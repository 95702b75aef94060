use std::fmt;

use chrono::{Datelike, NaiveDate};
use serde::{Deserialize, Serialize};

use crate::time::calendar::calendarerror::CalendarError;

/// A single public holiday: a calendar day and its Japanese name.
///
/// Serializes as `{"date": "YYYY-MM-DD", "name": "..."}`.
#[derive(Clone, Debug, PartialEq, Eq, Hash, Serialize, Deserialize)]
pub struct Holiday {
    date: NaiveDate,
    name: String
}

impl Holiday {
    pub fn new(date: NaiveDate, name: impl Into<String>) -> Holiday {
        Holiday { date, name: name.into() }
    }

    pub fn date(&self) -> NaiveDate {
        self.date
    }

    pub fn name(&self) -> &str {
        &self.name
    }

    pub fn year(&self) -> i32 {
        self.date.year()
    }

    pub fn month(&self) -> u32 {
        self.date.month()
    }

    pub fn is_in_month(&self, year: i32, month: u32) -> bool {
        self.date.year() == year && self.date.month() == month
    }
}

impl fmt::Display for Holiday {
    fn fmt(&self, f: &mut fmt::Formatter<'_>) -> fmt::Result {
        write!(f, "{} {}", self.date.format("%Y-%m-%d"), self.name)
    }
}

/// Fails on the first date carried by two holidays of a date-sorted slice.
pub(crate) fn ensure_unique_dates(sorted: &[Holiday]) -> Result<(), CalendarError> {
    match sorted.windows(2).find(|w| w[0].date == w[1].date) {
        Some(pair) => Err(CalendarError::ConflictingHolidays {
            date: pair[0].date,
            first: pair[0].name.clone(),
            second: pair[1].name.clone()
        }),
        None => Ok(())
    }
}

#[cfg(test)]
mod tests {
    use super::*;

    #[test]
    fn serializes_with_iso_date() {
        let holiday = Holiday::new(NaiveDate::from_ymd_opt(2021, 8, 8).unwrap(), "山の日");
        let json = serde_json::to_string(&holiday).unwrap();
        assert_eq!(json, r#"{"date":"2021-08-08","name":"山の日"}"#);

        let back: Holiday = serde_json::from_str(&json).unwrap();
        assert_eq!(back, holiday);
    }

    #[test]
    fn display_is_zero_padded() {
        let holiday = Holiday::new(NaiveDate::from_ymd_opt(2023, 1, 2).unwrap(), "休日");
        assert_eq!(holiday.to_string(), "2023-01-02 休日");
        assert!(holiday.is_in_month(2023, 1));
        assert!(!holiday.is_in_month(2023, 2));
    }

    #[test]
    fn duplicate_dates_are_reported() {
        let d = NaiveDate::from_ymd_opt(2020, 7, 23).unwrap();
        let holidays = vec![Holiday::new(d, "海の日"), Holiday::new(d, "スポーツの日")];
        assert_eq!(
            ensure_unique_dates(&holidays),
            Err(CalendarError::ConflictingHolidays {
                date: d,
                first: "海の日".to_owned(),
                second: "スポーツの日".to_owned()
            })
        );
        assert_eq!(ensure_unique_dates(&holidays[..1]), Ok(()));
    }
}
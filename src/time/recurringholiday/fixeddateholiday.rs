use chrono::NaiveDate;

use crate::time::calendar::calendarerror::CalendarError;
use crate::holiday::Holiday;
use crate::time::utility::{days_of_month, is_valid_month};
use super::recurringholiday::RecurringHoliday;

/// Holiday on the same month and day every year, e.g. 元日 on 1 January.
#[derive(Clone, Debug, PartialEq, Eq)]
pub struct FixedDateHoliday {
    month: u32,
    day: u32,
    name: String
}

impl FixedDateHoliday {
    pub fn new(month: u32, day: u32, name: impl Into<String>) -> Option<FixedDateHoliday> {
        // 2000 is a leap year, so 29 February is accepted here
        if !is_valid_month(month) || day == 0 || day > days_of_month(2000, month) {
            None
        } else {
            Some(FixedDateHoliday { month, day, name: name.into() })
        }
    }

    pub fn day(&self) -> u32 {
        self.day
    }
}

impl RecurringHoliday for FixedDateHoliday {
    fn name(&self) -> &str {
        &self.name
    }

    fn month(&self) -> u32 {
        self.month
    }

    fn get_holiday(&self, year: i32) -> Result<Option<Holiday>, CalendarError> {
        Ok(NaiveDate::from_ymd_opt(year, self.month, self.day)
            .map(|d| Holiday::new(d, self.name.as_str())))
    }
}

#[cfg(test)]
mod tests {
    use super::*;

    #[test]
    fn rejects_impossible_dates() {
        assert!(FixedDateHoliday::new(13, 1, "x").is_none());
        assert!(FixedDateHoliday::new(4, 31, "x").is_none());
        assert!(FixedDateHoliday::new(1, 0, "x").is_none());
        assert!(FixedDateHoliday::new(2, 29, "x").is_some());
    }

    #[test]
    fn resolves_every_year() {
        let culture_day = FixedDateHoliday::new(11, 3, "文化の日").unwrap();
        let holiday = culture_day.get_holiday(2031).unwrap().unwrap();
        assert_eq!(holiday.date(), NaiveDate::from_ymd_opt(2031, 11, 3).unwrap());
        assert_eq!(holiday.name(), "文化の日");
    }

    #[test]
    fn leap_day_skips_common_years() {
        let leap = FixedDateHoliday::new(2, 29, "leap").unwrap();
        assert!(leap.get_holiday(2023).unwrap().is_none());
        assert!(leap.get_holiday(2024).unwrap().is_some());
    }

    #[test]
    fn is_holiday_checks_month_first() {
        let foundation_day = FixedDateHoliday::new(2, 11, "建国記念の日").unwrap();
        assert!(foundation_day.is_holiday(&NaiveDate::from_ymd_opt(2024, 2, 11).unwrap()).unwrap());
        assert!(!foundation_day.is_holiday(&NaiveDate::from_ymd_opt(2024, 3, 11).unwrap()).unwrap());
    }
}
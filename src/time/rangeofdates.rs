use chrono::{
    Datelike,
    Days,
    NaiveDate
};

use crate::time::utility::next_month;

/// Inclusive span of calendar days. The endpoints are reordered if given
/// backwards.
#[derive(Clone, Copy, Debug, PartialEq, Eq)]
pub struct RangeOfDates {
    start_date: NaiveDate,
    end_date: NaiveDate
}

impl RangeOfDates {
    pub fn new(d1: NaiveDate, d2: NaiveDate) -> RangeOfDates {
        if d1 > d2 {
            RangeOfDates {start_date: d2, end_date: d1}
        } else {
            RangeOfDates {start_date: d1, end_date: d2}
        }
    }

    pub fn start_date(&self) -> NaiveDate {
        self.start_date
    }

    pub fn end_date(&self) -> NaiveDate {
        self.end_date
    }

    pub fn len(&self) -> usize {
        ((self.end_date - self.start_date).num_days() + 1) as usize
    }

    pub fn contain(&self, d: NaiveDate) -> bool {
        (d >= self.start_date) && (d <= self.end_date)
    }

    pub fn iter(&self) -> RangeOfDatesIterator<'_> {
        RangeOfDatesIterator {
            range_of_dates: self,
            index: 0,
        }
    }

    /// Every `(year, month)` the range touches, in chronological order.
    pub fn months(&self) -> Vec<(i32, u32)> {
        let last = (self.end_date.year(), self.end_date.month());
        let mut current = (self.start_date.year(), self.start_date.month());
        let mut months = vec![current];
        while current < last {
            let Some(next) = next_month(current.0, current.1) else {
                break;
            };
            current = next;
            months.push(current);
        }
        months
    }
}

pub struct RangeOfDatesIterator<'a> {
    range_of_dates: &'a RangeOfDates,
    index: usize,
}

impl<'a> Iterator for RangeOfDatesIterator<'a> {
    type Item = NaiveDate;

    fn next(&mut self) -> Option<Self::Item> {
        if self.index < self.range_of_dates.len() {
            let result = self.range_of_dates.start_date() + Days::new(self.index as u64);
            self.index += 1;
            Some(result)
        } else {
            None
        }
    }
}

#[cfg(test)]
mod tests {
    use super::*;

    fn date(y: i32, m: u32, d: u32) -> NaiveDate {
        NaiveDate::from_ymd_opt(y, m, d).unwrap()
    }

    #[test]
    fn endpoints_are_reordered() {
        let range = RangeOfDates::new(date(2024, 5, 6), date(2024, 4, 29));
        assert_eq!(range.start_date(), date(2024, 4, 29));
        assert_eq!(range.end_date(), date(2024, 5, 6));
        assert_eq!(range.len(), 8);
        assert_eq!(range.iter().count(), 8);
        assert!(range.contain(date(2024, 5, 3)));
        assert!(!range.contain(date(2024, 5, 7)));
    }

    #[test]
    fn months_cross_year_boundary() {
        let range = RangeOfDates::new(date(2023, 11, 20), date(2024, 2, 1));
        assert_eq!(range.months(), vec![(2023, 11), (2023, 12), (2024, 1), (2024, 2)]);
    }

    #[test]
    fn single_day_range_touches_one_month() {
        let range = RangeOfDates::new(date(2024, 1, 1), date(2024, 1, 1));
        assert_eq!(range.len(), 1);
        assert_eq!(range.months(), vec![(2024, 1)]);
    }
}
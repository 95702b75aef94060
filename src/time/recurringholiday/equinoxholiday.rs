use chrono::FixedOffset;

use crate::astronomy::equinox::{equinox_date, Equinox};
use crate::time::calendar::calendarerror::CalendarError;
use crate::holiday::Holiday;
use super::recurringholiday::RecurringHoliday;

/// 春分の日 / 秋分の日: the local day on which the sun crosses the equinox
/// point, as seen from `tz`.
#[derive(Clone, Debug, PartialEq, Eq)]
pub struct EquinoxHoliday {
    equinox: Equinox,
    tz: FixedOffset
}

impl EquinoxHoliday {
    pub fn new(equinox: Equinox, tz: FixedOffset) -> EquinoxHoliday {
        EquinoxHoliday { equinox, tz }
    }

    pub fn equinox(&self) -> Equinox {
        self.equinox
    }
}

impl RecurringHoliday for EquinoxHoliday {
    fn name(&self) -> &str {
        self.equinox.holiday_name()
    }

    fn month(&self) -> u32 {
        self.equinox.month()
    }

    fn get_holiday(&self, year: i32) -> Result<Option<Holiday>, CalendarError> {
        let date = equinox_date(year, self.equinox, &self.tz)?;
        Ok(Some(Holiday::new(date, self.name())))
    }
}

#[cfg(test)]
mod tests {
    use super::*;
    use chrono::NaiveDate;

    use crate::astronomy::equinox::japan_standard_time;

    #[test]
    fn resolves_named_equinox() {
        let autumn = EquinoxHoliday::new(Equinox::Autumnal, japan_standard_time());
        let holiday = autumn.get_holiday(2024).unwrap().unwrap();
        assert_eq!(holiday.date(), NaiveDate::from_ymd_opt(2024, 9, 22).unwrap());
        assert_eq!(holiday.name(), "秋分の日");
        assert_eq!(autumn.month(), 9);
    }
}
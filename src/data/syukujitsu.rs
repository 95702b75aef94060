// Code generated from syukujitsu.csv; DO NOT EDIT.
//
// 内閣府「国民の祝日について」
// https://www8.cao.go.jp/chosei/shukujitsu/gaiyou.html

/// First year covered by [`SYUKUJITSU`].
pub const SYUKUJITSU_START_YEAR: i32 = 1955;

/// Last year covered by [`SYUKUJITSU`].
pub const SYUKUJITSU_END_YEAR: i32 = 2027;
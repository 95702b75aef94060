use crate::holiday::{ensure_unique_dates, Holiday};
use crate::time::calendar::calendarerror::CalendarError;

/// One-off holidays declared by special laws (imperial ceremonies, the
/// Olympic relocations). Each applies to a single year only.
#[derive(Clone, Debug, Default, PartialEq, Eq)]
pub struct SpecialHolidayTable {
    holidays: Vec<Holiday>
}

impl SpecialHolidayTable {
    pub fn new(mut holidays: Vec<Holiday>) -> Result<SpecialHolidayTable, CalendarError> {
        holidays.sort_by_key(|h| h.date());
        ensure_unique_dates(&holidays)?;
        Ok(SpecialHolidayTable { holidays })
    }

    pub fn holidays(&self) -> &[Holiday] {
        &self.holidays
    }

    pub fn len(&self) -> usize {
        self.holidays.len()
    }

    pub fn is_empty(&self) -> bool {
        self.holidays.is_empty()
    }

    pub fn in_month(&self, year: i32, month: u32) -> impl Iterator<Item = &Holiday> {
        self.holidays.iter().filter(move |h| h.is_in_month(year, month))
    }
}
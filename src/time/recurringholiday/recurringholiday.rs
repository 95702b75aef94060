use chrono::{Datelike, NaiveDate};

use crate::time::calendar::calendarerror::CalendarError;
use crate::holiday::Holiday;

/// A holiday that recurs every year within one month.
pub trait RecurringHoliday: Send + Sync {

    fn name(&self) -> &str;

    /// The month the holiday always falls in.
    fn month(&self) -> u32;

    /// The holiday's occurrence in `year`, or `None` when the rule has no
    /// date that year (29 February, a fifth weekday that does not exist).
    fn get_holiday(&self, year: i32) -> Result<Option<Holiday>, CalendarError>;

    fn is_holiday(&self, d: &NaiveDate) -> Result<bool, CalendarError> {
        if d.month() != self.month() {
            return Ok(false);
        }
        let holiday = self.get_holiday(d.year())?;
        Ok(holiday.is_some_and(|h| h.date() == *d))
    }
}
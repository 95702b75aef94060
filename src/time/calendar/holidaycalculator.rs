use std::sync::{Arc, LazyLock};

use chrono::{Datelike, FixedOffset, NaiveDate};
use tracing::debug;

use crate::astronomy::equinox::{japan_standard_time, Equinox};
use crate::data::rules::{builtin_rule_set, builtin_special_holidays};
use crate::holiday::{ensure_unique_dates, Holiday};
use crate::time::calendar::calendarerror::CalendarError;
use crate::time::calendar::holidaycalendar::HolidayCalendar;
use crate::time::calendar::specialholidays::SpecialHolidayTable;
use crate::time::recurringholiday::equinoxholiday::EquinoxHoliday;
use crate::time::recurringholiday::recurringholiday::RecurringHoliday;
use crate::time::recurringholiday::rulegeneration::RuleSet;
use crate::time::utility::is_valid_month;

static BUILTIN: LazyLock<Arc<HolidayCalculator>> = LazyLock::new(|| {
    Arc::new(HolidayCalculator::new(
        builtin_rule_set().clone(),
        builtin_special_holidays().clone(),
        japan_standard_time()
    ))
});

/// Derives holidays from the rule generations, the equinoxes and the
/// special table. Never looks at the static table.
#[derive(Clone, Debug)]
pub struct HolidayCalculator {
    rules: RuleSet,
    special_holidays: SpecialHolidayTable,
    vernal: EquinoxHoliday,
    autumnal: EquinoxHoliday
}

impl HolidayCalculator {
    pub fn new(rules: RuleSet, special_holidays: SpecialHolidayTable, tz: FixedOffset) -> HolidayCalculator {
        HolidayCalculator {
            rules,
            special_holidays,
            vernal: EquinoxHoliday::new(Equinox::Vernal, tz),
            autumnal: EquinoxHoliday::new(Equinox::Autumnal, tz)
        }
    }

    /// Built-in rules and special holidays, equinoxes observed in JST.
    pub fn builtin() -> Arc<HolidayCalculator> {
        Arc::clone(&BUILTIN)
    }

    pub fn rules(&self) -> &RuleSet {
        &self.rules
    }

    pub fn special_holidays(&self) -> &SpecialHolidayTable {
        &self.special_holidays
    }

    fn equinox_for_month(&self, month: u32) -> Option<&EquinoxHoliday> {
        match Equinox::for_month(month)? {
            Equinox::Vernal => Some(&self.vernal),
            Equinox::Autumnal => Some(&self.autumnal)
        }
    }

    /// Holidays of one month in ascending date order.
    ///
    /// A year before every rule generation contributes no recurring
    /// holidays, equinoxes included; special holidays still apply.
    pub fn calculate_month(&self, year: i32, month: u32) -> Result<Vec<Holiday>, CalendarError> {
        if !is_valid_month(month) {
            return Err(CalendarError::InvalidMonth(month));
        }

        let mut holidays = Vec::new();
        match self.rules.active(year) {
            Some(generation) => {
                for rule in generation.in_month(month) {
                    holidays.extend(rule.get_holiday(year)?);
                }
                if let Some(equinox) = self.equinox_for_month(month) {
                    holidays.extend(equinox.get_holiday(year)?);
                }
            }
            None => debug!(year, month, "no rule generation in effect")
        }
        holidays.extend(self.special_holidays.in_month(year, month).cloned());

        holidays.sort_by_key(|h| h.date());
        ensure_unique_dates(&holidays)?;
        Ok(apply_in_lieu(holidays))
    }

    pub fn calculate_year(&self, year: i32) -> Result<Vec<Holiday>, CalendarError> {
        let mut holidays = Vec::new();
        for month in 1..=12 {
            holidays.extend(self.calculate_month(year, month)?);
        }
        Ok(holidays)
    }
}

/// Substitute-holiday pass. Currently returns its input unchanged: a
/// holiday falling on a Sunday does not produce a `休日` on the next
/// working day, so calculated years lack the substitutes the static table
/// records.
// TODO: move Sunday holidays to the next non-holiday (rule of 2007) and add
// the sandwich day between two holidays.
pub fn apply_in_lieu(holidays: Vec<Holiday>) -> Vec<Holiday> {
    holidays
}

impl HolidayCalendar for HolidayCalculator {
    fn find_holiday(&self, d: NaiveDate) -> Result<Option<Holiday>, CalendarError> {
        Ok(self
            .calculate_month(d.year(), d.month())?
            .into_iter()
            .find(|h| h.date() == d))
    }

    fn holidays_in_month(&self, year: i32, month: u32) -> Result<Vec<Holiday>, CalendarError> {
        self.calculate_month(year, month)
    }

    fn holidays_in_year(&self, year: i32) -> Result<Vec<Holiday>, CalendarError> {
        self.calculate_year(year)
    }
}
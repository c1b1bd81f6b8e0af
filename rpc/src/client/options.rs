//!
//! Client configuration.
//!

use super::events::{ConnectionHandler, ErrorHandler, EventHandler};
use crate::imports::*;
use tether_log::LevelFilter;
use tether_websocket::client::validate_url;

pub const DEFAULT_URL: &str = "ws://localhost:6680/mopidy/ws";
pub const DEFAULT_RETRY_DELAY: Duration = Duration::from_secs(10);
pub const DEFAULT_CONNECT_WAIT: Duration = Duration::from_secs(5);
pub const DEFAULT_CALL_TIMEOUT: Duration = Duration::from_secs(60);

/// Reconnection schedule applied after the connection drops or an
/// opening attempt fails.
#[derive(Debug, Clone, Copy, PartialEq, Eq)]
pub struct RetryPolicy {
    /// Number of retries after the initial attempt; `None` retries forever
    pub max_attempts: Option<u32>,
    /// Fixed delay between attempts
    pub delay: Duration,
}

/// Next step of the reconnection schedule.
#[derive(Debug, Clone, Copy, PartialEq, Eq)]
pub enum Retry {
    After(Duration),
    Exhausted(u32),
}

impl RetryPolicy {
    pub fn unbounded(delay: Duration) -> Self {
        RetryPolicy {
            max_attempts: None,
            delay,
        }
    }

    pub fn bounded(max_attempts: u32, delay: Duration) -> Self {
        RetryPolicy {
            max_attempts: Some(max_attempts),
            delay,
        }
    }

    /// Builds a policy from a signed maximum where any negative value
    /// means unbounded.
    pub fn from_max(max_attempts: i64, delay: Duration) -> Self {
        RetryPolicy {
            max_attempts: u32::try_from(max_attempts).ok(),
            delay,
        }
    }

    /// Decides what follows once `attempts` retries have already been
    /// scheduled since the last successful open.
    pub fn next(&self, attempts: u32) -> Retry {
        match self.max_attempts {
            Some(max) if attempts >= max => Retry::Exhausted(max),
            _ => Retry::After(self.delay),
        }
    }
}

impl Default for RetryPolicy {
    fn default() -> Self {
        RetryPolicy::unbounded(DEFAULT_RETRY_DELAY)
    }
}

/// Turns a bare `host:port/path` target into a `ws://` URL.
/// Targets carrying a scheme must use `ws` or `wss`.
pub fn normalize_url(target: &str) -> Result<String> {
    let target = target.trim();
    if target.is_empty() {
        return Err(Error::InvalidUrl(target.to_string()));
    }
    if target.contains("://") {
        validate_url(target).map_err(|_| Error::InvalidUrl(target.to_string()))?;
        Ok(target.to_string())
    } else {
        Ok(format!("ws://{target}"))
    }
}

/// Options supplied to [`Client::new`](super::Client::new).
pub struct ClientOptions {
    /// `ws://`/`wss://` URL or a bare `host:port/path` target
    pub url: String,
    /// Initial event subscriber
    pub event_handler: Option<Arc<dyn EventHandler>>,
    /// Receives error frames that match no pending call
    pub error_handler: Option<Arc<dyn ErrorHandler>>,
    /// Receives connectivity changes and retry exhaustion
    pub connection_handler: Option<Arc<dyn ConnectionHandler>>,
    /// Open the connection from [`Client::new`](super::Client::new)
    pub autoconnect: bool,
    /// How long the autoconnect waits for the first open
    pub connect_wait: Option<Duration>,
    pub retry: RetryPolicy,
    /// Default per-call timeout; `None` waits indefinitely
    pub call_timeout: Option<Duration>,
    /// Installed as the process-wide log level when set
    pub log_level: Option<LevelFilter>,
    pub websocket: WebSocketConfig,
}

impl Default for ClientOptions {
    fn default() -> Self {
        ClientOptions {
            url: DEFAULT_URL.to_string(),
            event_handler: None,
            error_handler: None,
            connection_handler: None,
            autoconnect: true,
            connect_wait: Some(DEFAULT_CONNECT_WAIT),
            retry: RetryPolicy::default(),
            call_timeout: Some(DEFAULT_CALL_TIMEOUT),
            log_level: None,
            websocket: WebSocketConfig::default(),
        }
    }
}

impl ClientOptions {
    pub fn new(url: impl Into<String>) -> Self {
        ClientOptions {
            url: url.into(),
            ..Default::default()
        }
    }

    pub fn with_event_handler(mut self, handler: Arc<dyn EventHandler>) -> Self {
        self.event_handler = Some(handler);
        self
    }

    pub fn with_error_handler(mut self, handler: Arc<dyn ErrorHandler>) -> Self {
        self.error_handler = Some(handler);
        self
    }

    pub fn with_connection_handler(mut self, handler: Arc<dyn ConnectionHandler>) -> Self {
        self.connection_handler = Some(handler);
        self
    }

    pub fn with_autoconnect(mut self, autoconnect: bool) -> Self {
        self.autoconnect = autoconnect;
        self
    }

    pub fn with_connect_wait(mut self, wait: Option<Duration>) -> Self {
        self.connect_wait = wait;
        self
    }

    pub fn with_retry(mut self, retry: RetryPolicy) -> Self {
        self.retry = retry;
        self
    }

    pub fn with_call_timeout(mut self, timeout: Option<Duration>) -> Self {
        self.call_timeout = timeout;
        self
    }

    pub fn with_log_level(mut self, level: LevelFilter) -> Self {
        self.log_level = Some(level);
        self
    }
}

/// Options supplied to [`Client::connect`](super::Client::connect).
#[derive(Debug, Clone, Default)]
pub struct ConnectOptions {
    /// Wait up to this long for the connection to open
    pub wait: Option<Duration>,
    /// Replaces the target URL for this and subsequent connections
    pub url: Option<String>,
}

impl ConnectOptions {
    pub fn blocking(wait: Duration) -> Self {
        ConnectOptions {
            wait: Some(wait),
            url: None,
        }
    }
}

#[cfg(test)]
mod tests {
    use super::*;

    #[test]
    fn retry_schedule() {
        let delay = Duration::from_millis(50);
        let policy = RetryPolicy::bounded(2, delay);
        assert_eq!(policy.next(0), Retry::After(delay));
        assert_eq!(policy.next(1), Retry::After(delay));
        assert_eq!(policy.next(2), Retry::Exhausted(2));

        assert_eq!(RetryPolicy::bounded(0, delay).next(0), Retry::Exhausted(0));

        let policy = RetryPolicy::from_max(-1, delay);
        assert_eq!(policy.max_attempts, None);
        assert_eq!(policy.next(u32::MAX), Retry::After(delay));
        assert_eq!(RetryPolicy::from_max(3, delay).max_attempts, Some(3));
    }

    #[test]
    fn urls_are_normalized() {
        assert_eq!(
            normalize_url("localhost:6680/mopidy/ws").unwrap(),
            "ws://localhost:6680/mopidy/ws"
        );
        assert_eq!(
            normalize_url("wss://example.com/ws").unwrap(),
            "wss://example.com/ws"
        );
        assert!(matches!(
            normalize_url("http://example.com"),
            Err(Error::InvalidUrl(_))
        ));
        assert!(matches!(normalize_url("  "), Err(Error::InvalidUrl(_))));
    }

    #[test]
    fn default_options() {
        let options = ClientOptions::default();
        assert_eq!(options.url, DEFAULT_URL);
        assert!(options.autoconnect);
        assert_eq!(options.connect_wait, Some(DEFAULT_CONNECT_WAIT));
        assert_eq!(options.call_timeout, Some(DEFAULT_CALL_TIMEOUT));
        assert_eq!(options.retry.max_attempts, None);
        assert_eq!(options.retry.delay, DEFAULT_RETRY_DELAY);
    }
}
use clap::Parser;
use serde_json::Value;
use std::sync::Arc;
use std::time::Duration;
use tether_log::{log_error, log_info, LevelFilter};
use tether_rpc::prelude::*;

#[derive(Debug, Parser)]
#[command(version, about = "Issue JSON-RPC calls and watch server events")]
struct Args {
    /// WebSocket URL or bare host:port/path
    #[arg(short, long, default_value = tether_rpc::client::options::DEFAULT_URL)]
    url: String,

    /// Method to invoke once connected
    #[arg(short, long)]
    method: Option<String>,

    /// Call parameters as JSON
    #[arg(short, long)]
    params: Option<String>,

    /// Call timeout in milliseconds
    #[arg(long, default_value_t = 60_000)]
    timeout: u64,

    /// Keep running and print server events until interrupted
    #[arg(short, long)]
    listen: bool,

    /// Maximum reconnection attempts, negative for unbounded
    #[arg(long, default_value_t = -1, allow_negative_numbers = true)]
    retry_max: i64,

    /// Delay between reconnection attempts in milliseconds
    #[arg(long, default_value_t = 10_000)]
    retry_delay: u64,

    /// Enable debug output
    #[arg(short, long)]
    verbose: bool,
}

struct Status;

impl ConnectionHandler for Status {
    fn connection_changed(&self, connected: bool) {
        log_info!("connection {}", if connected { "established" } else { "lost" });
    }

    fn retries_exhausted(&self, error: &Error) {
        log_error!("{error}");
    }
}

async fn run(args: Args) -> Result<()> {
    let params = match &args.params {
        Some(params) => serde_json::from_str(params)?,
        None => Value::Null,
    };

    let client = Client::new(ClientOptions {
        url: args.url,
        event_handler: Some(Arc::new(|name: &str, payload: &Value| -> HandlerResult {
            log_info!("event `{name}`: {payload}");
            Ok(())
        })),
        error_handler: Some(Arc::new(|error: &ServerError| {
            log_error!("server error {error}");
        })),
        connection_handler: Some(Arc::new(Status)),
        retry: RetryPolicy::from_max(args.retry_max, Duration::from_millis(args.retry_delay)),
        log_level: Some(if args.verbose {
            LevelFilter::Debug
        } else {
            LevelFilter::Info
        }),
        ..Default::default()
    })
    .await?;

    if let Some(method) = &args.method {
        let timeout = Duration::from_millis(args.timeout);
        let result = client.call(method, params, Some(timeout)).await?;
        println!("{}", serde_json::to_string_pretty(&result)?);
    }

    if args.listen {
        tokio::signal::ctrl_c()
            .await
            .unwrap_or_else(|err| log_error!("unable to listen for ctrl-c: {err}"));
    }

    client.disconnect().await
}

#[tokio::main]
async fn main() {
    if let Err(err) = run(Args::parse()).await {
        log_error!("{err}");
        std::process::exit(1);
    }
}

◇ ◇ ◇ ◇ ◇ ◇ ◇

→ WHAT TO PRODUCE
Copy out every line of the entries where the string "Datelike" shows up.

→ EXERCISE SOLUTION
use chrono::{Datelike, NaiveDate};
    Datelike,
use chrono::{Datelike, NaiveDate};
use chrono::{Datelike, FixedOffset, NaiveDate};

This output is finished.